* THE PROBLEM *
Below are the entries; give again exactly the lines from the one mentioning "assert_eq!(movement[0].movement_amount, Some(1.8));" through the one mentioning "svc.handle_command(RemoteCommand::ResetAlarm, &mut sink);", inclusive.

* DATA SHOWN *
//! Control path: keypad / motion / commands → ControlService → sink.

use std::sync::Arc;

use smartsafe::app::commands::RemoteCommand;
use smartsafe::app::events::{DisplayCommand, KeyEvent, LedCommand, MotionEvent};
use smartsafe::app::motion::Sensitivity;
use smartsafe::app::pin::{PIN_KEY, PIN_NAMESPACE, PinCode};
use smartsafe::app::service::ControlService;
use smartsafe::config::SystemConfig;
use smartsafe::fsm::SafeState;
use smartsafe::telemetry::TelemetryKind;

use super::mocks::{ManualClock, MemNvs, RecordingSink};

type Service = ControlService<MemNvs, ManualClock>;

fn service_with(nvs: MemNvs) -> (Service, RecordingSink) {
    let svc = ControlService::new(
        &SystemConfig::default(),
        nvs,
        ManualClock::new(0),
        Arc::new(Sensitivity::default()),
    )
    .unwrap();
    (svc, RecordingSink::new())
}

fn enter(svc: &mut Service, sink: &mut RecordingSink, keys: &str) {
    for c in keys.chars() {
        svc.handle_key(KeyEvent::new(c).unwrap(), sink).unwrap();
    }
}

fn code(pin: &str) -> PinCode {
    let mut c = PinCode::new();
    c.push_str(pin).unwrap();
    c
}

// ── Scenario A: correct PIN unlocks ──────────────────────────

#[test]
fn scenario_a_correct_pin_unlocks() {
    let (mut svc, mut sink) = service_with(MemNvs::new());
    enter(&mut svc, &mut sink, "1234#");

    assert_eq!(svc.state(), SafeState::Unlocked);
    assert_eq!(svc.wrong_count(), 0);

    let changes = sink.of_kind(TelemetryKind::StateChange);
    assert_eq!(changes.len(), 1);
    assert_eq!(changes[0].state, SafeState::Unlocked);

    let results = sink.of_kind(TelemetryKind::CodeResult);
    assert_eq!(results.len(), 1);
    assert_eq!(results[0].code_ok, Some(true));

    assert_eq!(sink.leds, [LedCommand { state: SafeState::Unlocked }]);
    assert_eq!(
        sink.displays.last(),
        Some(&DisplayCommand::ShowState(SafeState::Unlocked))
    );
}

// ── Scenario B: three wrong PINs trip the alarm ──────────────

#[test]
fn scenario_b_three_wrong_pins_alarm() {
    let (mut svc, mut sink) = service_with(MemNvs::new());
    enter(&mut svc, &mut sink, "1111#");
    enter(&mut svc, &mut sink, "2222#");
    assert_eq!(svc.state(), SafeState::Locked);
    assert_eq!(svc.wrong_count(), 2);
    enter(&mut svc, &mut sink, "3333#");

    assert_eq!(svc.state(), SafeState::Alarm);

    let changes = sink.of_kind(TelemetryKind::StateChange);
    assert_eq!(changes.len(), 1);
    assert_eq!(changes[0].state, SafeState::Alarm);

    let results = sink.of_kind(TelemetryKind::CodeResult);
    assert_eq!(results.len(), 3);
    assert!(results.iter().all(|e| e.code_ok == Some(false)));
    assert_eq!(sink.leds, [LedCommand { state: SafeState::Alarm }]);
}

#[test]
fn wrong_pin_shows_attempt_counter() {
    let (mut svc, mut sink) = service_with(MemNvs::new());
    enter(&mut svc, &mut sink, "9999#");
    assert_eq!(
        sink.displays.last(),
        Some(&DisplayCommand::message("Wrong PIN 1/3", 2_000, SafeState::Locked))
    );
}

#[test]
fn correct_pin_resets_wrong_count() {
    let (mut svc, mut sink) = service_with(MemNvs::new());
    enter(&mut svc, &mut sink, "0000#");
    enter(&mut svc, &mut sink, "0000#");
    enter(&mut svc, &mut sink, "1234#");
    assert_eq!(svc.state(), SafeState::Unlocked);
    assert_eq!(svc.wrong_count(), 0);

    // Toggle back and start counting afresh.
    enter(&mut svc, &mut sink, "1234#");
    enter(&mut svc, &mut sink, "0000#");
    enter(&mut svc, &mut sink, "0000#");
    assert_eq!(svc.state(), SafeState::Locked);
}

#[test]
fn wrong_pins_while_unlocked_do_not_count() {
    let (mut svc, mut sink) = service_with(MemNvs::new());
    enter(&mut svc, &mut sink, "1234#");
    for _ in 0..5 {
        enter(&mut svc, &mut sink, "0000#");
    }
    assert_eq!(svc.state(), SafeState::Unlocked);
    assert_eq!(svc.wrong_count(), 0);
}

#[test]
fn clear_key_discards_partial_entry() {
    let (mut svc, mut sink) = service_with(MemNvs::new());
    enter(&mut svc, &mut sink, "12*1234#");
    assert_eq!(svc.state(), SafeState::Unlocked);
}

#[test]
fn fifth_digit_and_function_keys_are_ignored() {
    let (mut svc, mut sink) = service_with(MemNvs::new());
    enter(&mut svc, &mut sink, "1A23B45");
    assert_eq!(svc.entry_len(), 4);
    enter(&mut svc, &mut sink, "#");
    assert_eq!(svc.state(), SafeState::Unlocked);
}

#[test]
fn empty_submit_emits_nothing() {
    let (mut svc, mut sink) = service_with(MemNvs::new());
    enter(&mut svc, &mut sink, "#");
    assert!(sink.telemetry.is_empty());
    assert!(sink.displays.is_empty());
}

#[test]
fn stored_pin_wins_over_default() {
    let (mut svc, mut sink) = service_with(MemNvs::with(PIN_NAMESPACE, PIN_KEY, b"8642"));
    enter(&mut svc, &mut sink, "1234#");
    assert_eq!(svc.state(), SafeState::Locked);
    enter(&mut svc, &mut sink, "8642#");
    assert_eq!(svc.state(), SafeState::Unlocked);
}

// ── Motion ────────────────────────────────────────────────────

#[test]
fn motion_while_locked_alarms() {
    let (mut svc, mut sink) = service_with(MemNvs::new());
    svc.handle_motion(MotionEvent { magnitude_g: 1.8 }, &mut sink);

    assert_eq!(svc.state(), SafeState::Alarm);
    let movement = sink.of_kind(TelemetryKind::Movement);
    assert_eq!(movement.len(), 1);
    assert_eq!(movement[0].movement_amount, Some(1.8));
    assert_eq!(sink.of_kind(TelemetryKind::StateChange)[0].state, SafeState::Alarm);
}

#[test]
fn motion_while_unlocked_is_reported_not_acted_on() {
    let (mut svc, mut sink) = service_with(MemNvs::new());
    enter(&mut svc, &mut sink, "1234#");
    sink.clear();
    svc.handle_motion(MotionEvent { magnitude_g: 1.5 }, &mut sink);
    assert_eq!(svc.state(), SafeState::Unlocked);
    assert_eq!(sink.of_kind(TelemetryKind::Movement).len(), 1);
    assert!(sink.of_kind(TelemetryKind::StateChange).is_empty());
}

#[test]
fn correct_pin_clears_alarm() {
    let (mut svc, mut sink) = service_with(MemNvs::new());
    svc.handle_motion(MotionEvent { magnitude_g: 2.0 }, &mut sink);
    enter(&mut svc, &mut sink, "1234#");
    assert_eq!(svc.state(), SafeState::Locked);
}

// ── Remote commands ───────────────────────────────────────────

#[test]
fn remote_commands_are_state_gated() {
    let (mut svc, mut sink) = service_with(MemNvs::new());
    assert!(svc.handle_command(RemoteCommand::Lock, &mut sink).is_none());
    assert!(svc.handle_command(RemoteCommand::ResetAlarm, &mut sink).is_none());
    assert!(sink.telemetry.is_empty());

    assert!(svc.handle_command(RemoteCommand::Unlock, &mut sink).is_some());
    assert_eq!(svc.state(), SafeState::Unlocked);
    assert!(svc.handle_command(RemoteCommand::Unlock, &mut sink).is_none());
    assert!(svc.handle_command(RemoteCommand::Lock, &mut sink).is_some());
    assert_eq!(svc.state(), SafeState::Locked);
    assert_eq!(sink.of_kind(TelemetryKind::StateChange).len(), 2);
}

#[test]
fn reset_alarm_clears_wrong_count() {
    let (mut svc, mut sink) = service_with(MemNvs::new());
    enter(&mut svc, &mut sink, "0000#0000#0000#");
    assert_eq!(svc.state(), SafeState::Alarm);
    svc.handle_command(RemoteCommand::ResetAlarm, &mut sink);
    assert_eq!(svc.state(), SafeState::Locked);
    assert_eq!(svc.wrong_count(), 0);
}

#[test]
fn set_code_persists_then_applies() {
    let nvs = MemNvs::new();
    let (mut svc, mut sink) = service_with(nvs.clone());
    svc.handle_command(RemoteCommand::SetCode(code("5555")), &mut sink);

    assert_eq!(nvs.get(PIN_NAMESPACE, PIN_KEY).as_deref(), Some(&b"5555"[..]));
    let changed = sink.of_kind(TelemetryKind::CodeChanged);
    assert_eq!(changed.len(), 1);
    assert_eq!(changed[0].code_ok, Some(true));

    enter(&mut svc, &mut sink, "1234#");
    assert_eq!(svc.state(), SafeState::Locked);
    enter(&mut svc, &mut sink, "5555#");
    assert_eq!(svc.state(), SafeState::Unlocked);
}

#[test]
fn set_code_storage_failure_keeps_old_pin() {
    let nvs = MemNvs::new();
    nvs.fail_writes(true);
    let (mut svc, mut sink) = service_with(nvs.clone());
    svc.handle_command(RemoteCommand::SetCode(code("5555")), &mut sink);

    assert_eq!(nvs.get(PIN_NAMESPACE, PIN_KEY), None);
    assert_eq!(sink.of_kind(TelemetryKind::CodeChanged)[0].code_ok, Some(false));
    assert_eq!(
        sink.displays.last(),
        Some(&DisplayCommand::message("Code rejected", 2_000, SafeState::Locked))
    );

    enter(&mut svc, &mut sink, "1234#");
    assert_eq!(svc.state(), SafeState::Unlocked);
}

#[test]
fn set_sensitivity_clamps_shared_threshold() {
    let (mut svc, mut sink) = service_with(MemNvs::new());
    svc.handle_command(RemoteCommand::SetSensitivity(99_999), &mut sink);
    assert_eq!(svc.sensitivity().get(), 45_000);
    svc.handle_command(RemoteCommand::SetSensitivity(1), &mut sink);
    assert_eq!(svc.sensitivity().get(), 17_000);
    assert!(sink.telemetry.is_empty());
    assert_eq!(svc.state(), SafeState::Locked);
}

* EXERCISE RESPONSE *
    assert_eq!(movement[0].movement_amount, Some(1.8));
    assert_eq!(sink.of_kind(TelemetryKind::StateChange)[0].state, SafeState::Alarm);
}

#[test]
fn motion_while_unlocked_is_reported_not_acted_on() {
    let (mut svc, mut sink) = service_with(MemNvs::new());
    enter(&mut svc, &mut sink, "1234#");
    sink.clear();
    svc.handle_motion(MotionEvent { magnitude_g: 1.5 }, &mut sink);
    assert_eq!(svc.state(), SafeState::Unlocked);
    assert_eq!(sink.of_kind(TelemetryKind::Movement).len(), 1);
    assert!(sink.of_kind(TelemetryKind::StateChange).is_empty());
}

#[test]
fn correct_pin_clears_alarm() {
    let (mut svc, mut sink) = service_with(MemNvs::new());
    svc.handle_motion(MotionEvent { magnitude_g: 2.0 }, &mut sink);
    enter(&mut svc, &mut sink, "1234#");
    assert_eq!(svc.state(), SafeState::Locked);
}

// ── Remote commands ───────────────────────────────────────────

#[test]
fn remote_commands_are_state_gated() {
    let (mut svc, mut sink) = service_with(MemNvs::new());
    assert!(svc.handle_command(RemoteCommand::Lock, &mut sink).is_none());
    assert!(svc.handle_command(RemoteCommand::ResetAlarm, &mut sink).is_none());
    assert!(sink.telemetry.is_empty());

    assert!(svc.handle_command(RemoteCommand::Unlock, &mut sink).is_some());
    assert_eq!(svc.state(), SafeState::Unlocked);
    assert!(svc.handle_command(RemoteCommand::Unlock, &mut sink).is_none());
    assert!(svc.handle_command(RemoteCommand::Lock, &mut sink).is_some());
    assert_eq!(svc.state(), SafeState::Locked);
    assert_eq!(sink.of_kind(TelemetryKind::StateChange).len(), 2);
}

#[test]
fn reset_alarm_clears_wrong_count() {
    let (mut svc, mut sink) = service_with(MemNvs::new());
    enter(&mut svc, &mut sink, "0000#0000#0000#");
    assert_eq!(svc.state(), SafeState::Alarm);
    svc.handle_command(RemoteCommand::ResetAlarm, &mut sink);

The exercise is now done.